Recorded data
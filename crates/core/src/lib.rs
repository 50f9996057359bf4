//! Core domain types for the xharvest download controller: task status,
//! per-row filter configuration, profile-URL validation and run statistics.
//! No I/O lives here — everything is a value type or a pure function.

pub mod account_config;
pub mod stats;
pub mod status;
pub mod validate;

pub use account_config::{AccountConfig, MediaTypeFilter, SourceType};
pub use stats::RowStats;
pub use status::TaskStatus;
pub use validate::{ProfileUrlError, canonical_profile_url, parse_profile_url};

### Aim of the task
The entries above must be retyped exactly, down to the last character.

### Result of this exercise
filename crates/core/src/lib.rs
repository 50f9996057359bf4
//! Core domain types for the xharvest download controller: task status,
//! per-row filter configuration, profile-URL validation and run statistics.
//! No I/O lives here — everything is a value type or a pure function.

pub mod account_config;
pub mod stats;
pub mod status;
pub mod validate;

pub use account_config::{AccountConfig, MediaTypeFilter, SourceType};
pub use stats::RowStats;
pub use status::TaskStatus;
pub use validate::{ProfileUrlError, canonical_profile_url, parse_profile_url};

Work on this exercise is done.